Report back the lines in this listing that carry the string "benches".

| THE RECORDS |
==================================================

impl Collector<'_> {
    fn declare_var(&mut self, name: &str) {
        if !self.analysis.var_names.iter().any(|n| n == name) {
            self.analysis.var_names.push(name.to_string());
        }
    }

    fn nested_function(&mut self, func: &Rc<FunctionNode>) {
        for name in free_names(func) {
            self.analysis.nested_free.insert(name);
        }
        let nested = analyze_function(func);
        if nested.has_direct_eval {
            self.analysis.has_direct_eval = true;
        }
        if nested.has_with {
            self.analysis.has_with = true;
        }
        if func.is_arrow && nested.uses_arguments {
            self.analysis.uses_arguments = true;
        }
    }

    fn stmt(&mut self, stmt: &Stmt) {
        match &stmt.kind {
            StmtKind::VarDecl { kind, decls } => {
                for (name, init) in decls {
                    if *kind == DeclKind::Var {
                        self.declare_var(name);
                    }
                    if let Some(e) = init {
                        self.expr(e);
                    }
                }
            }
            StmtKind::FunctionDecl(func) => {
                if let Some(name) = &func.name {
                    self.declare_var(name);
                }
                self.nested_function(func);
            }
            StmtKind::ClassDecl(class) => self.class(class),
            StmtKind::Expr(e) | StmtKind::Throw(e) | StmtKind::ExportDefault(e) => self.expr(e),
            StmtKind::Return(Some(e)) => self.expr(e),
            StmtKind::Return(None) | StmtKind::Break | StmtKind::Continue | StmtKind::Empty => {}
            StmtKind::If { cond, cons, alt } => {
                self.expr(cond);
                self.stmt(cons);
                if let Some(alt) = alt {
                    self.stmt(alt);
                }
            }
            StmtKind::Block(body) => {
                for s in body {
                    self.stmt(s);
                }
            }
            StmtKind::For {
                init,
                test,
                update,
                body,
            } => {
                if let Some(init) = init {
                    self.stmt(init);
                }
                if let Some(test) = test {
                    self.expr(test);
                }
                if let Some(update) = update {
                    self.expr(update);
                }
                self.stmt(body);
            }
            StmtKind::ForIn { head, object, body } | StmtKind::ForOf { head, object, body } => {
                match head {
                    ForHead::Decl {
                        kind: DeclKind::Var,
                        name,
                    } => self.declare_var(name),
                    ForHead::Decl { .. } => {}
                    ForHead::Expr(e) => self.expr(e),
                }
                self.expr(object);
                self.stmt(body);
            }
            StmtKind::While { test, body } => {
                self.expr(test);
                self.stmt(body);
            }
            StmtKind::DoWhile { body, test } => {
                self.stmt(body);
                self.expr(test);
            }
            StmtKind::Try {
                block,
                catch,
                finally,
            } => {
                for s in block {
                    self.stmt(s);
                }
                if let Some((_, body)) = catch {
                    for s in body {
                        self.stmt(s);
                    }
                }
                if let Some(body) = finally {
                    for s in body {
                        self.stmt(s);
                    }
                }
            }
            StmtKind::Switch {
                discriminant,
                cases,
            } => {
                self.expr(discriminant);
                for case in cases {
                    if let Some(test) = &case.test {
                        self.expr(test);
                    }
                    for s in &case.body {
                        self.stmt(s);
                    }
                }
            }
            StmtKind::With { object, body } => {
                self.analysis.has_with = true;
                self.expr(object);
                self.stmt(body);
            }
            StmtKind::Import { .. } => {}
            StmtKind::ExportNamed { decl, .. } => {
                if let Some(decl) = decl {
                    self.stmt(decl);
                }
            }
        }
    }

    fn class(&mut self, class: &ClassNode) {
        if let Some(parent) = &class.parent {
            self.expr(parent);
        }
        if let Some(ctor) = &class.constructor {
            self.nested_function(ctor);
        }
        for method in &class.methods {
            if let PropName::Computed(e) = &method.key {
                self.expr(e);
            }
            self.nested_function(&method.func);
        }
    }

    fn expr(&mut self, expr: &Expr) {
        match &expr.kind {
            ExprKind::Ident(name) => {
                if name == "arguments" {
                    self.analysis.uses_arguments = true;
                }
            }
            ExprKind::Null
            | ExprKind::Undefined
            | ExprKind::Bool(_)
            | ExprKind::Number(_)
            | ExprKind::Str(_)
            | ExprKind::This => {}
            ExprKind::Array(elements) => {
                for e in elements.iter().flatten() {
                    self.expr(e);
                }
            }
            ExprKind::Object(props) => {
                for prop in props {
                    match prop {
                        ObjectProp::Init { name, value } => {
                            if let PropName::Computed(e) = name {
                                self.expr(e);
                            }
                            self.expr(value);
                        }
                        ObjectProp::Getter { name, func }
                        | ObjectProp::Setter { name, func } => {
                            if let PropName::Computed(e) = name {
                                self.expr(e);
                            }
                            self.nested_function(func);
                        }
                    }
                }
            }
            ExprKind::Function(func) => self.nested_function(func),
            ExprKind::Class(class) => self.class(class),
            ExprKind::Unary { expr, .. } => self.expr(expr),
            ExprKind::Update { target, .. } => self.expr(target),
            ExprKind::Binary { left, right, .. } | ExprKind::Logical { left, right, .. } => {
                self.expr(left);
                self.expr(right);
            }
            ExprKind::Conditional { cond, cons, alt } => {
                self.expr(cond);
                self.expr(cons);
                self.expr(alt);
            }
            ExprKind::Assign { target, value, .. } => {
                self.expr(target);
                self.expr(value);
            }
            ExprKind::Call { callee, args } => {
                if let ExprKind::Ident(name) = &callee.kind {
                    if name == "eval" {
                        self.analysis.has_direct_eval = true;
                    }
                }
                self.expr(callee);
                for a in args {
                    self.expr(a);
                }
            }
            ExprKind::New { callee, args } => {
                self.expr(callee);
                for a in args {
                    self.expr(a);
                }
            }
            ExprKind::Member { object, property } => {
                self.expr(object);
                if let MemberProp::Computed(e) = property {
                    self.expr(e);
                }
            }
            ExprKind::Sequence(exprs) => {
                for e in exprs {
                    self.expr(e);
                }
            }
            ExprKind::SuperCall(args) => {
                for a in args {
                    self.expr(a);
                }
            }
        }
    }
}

==================================================

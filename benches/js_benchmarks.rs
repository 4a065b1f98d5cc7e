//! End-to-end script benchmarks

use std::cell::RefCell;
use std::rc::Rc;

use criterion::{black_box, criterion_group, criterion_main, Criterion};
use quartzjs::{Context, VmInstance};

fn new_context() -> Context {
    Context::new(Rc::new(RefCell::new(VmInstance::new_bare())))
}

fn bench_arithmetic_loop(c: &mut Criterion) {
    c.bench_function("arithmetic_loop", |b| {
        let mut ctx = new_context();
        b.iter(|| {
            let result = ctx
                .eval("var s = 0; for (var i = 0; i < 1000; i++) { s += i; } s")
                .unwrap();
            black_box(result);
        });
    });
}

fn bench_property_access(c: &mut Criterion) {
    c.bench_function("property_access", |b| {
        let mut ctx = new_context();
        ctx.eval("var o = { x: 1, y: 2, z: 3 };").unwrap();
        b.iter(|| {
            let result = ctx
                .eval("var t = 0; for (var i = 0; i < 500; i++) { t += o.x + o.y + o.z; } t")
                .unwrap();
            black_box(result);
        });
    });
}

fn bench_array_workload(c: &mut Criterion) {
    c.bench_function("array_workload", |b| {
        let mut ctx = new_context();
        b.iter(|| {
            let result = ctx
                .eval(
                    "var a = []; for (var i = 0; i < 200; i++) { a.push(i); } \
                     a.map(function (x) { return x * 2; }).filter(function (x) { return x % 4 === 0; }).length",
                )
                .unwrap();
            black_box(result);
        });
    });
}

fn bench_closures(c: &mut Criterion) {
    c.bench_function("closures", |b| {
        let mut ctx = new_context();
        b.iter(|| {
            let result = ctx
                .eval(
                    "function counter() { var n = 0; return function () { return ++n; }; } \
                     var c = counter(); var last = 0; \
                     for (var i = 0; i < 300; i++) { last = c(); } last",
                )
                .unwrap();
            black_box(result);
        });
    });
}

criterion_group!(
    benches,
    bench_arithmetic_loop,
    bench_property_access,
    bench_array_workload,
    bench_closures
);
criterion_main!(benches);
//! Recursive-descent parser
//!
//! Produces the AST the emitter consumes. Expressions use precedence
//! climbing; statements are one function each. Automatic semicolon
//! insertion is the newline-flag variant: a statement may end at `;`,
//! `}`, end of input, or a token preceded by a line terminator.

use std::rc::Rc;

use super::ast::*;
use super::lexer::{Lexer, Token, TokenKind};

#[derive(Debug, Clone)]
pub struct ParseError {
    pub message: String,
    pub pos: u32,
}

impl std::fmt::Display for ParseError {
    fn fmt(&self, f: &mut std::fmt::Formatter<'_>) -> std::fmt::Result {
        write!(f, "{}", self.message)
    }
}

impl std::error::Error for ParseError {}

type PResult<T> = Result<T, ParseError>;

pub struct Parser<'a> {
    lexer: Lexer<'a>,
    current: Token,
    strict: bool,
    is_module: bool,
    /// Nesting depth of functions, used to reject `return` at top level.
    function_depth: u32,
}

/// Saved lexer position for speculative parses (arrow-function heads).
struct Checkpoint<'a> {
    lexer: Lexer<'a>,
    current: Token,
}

==================================================

| RESPONSE AREA |
filename benches/js_benchmarks.rs
    benches,
criterion_main!(benches);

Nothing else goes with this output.